What is it these people are doing?  They are likening the words of the prophets to themselves, but because of the idols in their hearts (things they love more than God, sins they prefer more than God) they are likening the words of the prophets in a way that will justify them in committing their favorite sins.   This is what it means when the Lord says He will answer them according to their idols.  It is not that the Lord wants them to interpret His words as they do, but they take an edifying message and twist it to their purposes.

However, that doesn’t free them from the negative consequences, and the Lord declares these people will eventually be cut off from among the people, which means they will leave the church or be excommunicated.  You see, any time someone prefers a sin or idol to God and interprets God’s words to encourage them in that, they set a course that will lead them by degrees out of the church.

How does this help us today?  It shows us God knows perfectly well that people bent on keeping their favorite sins use His words to justify themselves and He also knows the consequences and warns all of us against trying that trick (and all of us may find ourselves in that situation at once time or another.)  We have everything to lose and nothing to gain by doing that.

How much better it is to use the word of God to show us what sins we have to give up and then use the Atonement!  This reminds me how important it is to pray with real intent and sincerity when praying for guidance. 
Monday, January 12, 2015 0 comments

Jeremiah on the difference between trusting men and trusting God


¶Thus saith the Lord; Cursed be the man that trusteth in man, and maketh flesh his arm, and whose heart departeth from the Lord.
For he shall be like the heath in the desert, and shall not see when good cometh; but shall inhabit the parched places in the wilderness, in a salt land and not inhabited.
Blessed is the man that trusteth in the Lord, and whose hope the Lord is.
For he shall be as a tree planted by the waters, and that spreadeth out her roots by the river, and shall not see when heat cometh, but her leaf shall be green; and shall not be careful in the year of drought, neither shall cease from yielding fruit. (Jeremiah 17:5-8)

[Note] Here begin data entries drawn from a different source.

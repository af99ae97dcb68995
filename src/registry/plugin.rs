use std::fmt;

use super::registry::Registry;
use crate::store::Store;

/// What a plugin sees for each newly built store.
pub struct PluginContext<'a> {
    pub registry: &'a Registry,
    pub store: &'a Store,
}

/// Extension hook run once for every store built after registration.
///
/// Plugins run inside the new store's scope, so effects they create stop when
/// the store is disposed.
pub trait Plugin: Send + Sync {
    /// Unique, non-empty name.
    fn name(&self) -> &str;

    fn on_store(&self, ctx: &PluginContext<'_>);
}

/// A plugin backed by a closure.
pub struct FnPlugin<F> {
    name: String,
    f: F,
}

impl<F> Plugin for FnPlugin<F>
where
    F: Fn(&PluginContext<'_>) + Send + Sync,
{
    fn name(&self) -> &str {
        &self.name
    }

    fn on_store(&self, ctx: &PluginContext<'_>) {
        (self.f)(ctx)
    }
}

impl<F> fmt::Debug for FnPlugin<F> {
    fn fmt(&self, f: &mut fmt::Formatter<'_>) -> fmt::Result {
        f.debug_struct("FnPlugin").field("name", &self.name).finish()
    }
}

/// Build a plugin from a name and a closure.
///
/// ```
/// use larder::{plugin_fn, Registry};
///
/// let registry = Registry::new();
/// registry
///     .use_plugin(plugin_fn("log-builds", |ctx| println!("built {}", ctx.store.id())))
///     .unwrap();
/// ```
pub fn plugin_fn<F>(name: impl Into<String>, f: F) -> FnPlugin<F>
where
    F: Fn(&PluginContext<'_>) + Send + Sync,
{
    FnPlugin {
        name: name.into(),
        f,
    }
}
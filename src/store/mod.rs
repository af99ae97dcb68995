//! Registry-backed stores.
//!
//! A store composes a state slice, memoized getters and actions into one
//! handle. Stores are defined once with [`define_store`] and instantiated at
//! most once per registry.

mod builder;
mod definition;
mod listeners;
mod state;
mod store;

pub(crate) use builder::build;
pub use definition::{
    define_store, ActionFn, GetterFn, SetupFields, SetupFn, StateFactory, StoreDefinition,
    StoreOptions, UseStore,
};
pub use listeners::{ActionCall, ActionHooks, MutationEvent, MutationKind, Subscriber, Subscription};
pub(crate) use listeners::Listeners;
pub use state::{ReadState, StateSlice};
pub use store::{Field, Patch, Store, RESERVED_FIELDS};
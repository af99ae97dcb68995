//! Demonstration of registry stores: options and setup definitions, getters,
//! patches, subscriptions and disposal.
//!
//! Run with `RUST_LOG=larder=debug` to see the registry's log output.

use larder::{
    create_memo, define_store, plugin_fn, ActionHooks, Component, Registry, SetupFields, Signal,
    StoreDefinition, StoreOptions,
};
use serde_json::{json, Value};
use tracing_subscriber::EnvFilter;

fn main() -> larder::Result<()> {
    tracing_subscriber::fmt()
        .with_env_filter(EnvFilter::from_default_env())
        .init();

    println!("=== Registry Example: Counter ===\n");

    let use_counter = define_store(
        StoreOptions::new("counter")
            .state(|| json!({ "count": 0, "step": 1 }))
            .getter("double", |store| {
                json!(store.get_as::<i64>("count").unwrap_or(0) * 2)
            })
            .action("increment", |store, _| {
                let step: i64 = store.get_as("step")?;
                store.state().update_as::<i64>("count", |n| *n += step)?;
                Ok(json!(store.get_as::<i64>("count")?))
            }),
    );

    // A setup store that reads another store while it is built
    let use_label = define_store(StoreDefinition::setup("label", {
        let use_counter = use_counter.clone();
        move |registry| {
            let counter = use_counter.use_store_in(registry)?;
            let prefix = Signal::new(json!("clicked"));
            let text = create_memo({
                let prefix = prefix.clone();
                move || {
                    let count = counter.get("count").unwrap_or(Value::Null);
                    json!(format!("{} {} times", prefix.get().as_str().unwrap_or(""), count))
                }
            });
            Ok(SetupFields::new().state("prefix", prefix).getter("text", text))
        }
    }));

    // 1. Install the registry at the root of a component tree
    println!("1. Installing registry");
    let registry = Registry::new();
    registry.use_plugin(plugin_fn("announce", |ctx| {
        println!("   [plugin] built store `{}`", ctx.store.id());
    }))?;
    let app = Component::root();
    registry.install(&app);

    // 2. Resolve stores from a nested component
    println!("\n2. Using stores from a child component");
    let (counter, label) = app.child().run(|| -> larder::Result<_> {
        Ok((use_counter.use_store()?, use_label.use_store()?))
    })?;

    let _subscription = counter.subscribe(|event, state| {
        println!("   [subscribe] {:?} -> {}", event.kind, state);
    });
    let _hooks = counter.on_action(ActionHooks::new().after(|call, result| {
        println!("   [action] {} returned {}", call.name, result);
    }));

    // 3. Actions and getters
    println!("\n3. Incrementing twice");
    counter.call("increment", Value::Null)?;
    counter.call("increment", Value::Null)?;
    println!("   double = {}", counter.get("double").unwrap_or_default());
    println!("   label  = {}", label.get("text").unwrap_or_default());

    // 4. Patch several fields at once
    println!("\n4. Patching step and count");
    counter.patch_with(|state| {
        let _ = state.set("step", json!(10));
        let _ = state.set("count", json!(100));
    })?;
    counter.call("increment", Value::Null)?;
    println!("   double = {}", counter.get("double").unwrap_or_default());

    // 5. Reset and dispose
    println!("\n5. Resetting, then disposing");
    counter.reset()?;
    println!("   root state = {}", registry.state_snapshot());
    counter.dispose();
    let fresh = use_counter.use_store_in(&registry)?;
    println!("   rebuilt instance: {}", !fresh.ptr_eq(&counter));

    registry.teardown();
    println!("\n✓ Example complete!");
    Ok(())
}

I ran across this block of verses recently and I was struck by them and how the imagery so well captures the sense of the principle of what life is like when you trust God versus trusting in man.

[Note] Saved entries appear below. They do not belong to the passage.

//! Demonstration of the central store: mutations, async actions and the
//! `map_*` helpers used from a component tree.

use futures::executor::block_on;
use larder::{
    map_actions, map_getters, map_mutations, map_state, CentralOptions, CentralStore, Component,
    StoreError,
};
use serde_json::{json, Value};
use tracing_subscriber::EnvFilter;

fn todo_store() -> larder::Result<CentralStore> {
    CentralStore::new(
        CentralOptions::new()
            .state(json!({ "todos": [], "filter": "all" }))
            .mutation("add", |state, title| {
                state.update("todos", |todos| {
                    if let Value::Array(todos) = todos {
                        let id = todos.len();
                        todos.push(json!({ "id": id, "title": title, "done": false }));
                    }
                })
            })
            .mutation("toggle", |state, id| {
                let id = id
                    .as_u64()
                    .ok_or_else(|| StoreError::InvalidArgument("todo id must be a number".into()))?;
                state.update("todos", |todos| {
                    if let Some(todo) = todos.get_mut(id as usize) {
                        todo["done"] = json!(!todo["done"].as_bool().unwrap_or(false));
                    }
                })
            })
            .mutation("set_filter", |state, filter| state.set("filter", filter))
            .action("import", |ctx, titles| async move {
                let titles = titles.as_array().cloned().unwrap_or_default();
                for title in &titles {
                    ctx.commit("add", title.clone())?;
                }
                Ok(json!(titles.len()))
            })
            .getter("remaining", |state| {
                let todos = state.get("todos").unwrap_or_default();
                let open = todos
                    .as_array()
                    .map(|todos| todos.iter().filter(|todo| todo["done"] == false).count())
                    .unwrap_or(0);
                json!(open)
            }),
    )
}

fn main() -> larder::Result<()> {
    tracing_subscriber::fmt()
        .with_env_filter(EnvFilter::from_default_env())
        .init();

    println!("=== Central Store Example: Todo App ===\n");

    let app = Component::root();
    let store = todo_store()?;
    store.install(&app);

    println!("1. Setting up subscriber");
    let _subscription = store.subscribe(|event, state| {
        let count = state["todos"].as_array().map_or(0, Vec::len);
        println!("   [commit] {:?} -> {} todos", event.kind, count);
    });

    let list = app.child();
    let state = map_state(["todos", "filter"])?;
    let getters = map_getters(["remaining"])?;
    let mutations = map_mutations(["add", "toggle", "set_filter"])?;
    let actions = map_actions(["import"])?;

    println!("\n2. Adding todos");
    mutations["add"](&list, json!("Learn Rust"))?;
    let imported = block_on(actions["import"](&list, json!(["Build a store", "Write docs"]))?)?;
    println!("   imported {imported} todos");

    println!("\n3. Completing the first todo");
    mutations["toggle"](&list, json!(0))?;
    mutations["set_filter"](&list, json!("active"))?;

    println!("\n4. Current todos (filter: {}):", state["filter"](&list)?);
    if let Value::Array(todos) = state["todos"](&list)? {
        for todo in todos {
            let status = if todo["done"] == true { "✓" } else { " " };
            println!("   [{}] {}", status, todo["title"].as_str().unwrap_or_default());
        }
    }
    println!("   remaining: {}", getters["remaining"](&list)?);

    println!("\n✓ Example complete!");
    Ok(())
}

The first image is of the heath (or juniper tree) in the wilderness, in a salty land.  Of course, plants can’t survive in a salty land, so the juniper will die pretty quickly.

The second image is of a tree that is planted by a lake or a river, where the water table is high and constantly nourishing the roots without the need for rain (which can be chancy in arid places).  It stands to reason that if the tree always has water, a dry wind coming may wither other plants less advantageously placed, but will not affect this tree, therefore it won’t “see when heat cometh.”  To the tree with plenty of water, heat is not a problem.

What does it mean when it says the heath (or juniper) in the wilderness won’t see when good cometh?  The good in the image probably means rain.  Because of where the juniper is positioned, the rain doesn’t reach it and the runoff doesn’t reach it either, therefore it doesn’t know rain has even been there.  Similarly, those who trust in the arm of the flesh can only consider something good that everybody else around them considers good.  But in general, the things of God are higher than the world’s ways, so the good things of God actually look harsh (hard truths) or impossible to achieve.. or just unimportant to the world, so they don’t gain general acceptance.

How does this help me?  It reminds me how the daily practices of scripture study and prayer connect me to spiritual nourishment from the Lord.  I feel refreshed after studying and praying in a way that is different from anything the world can offer.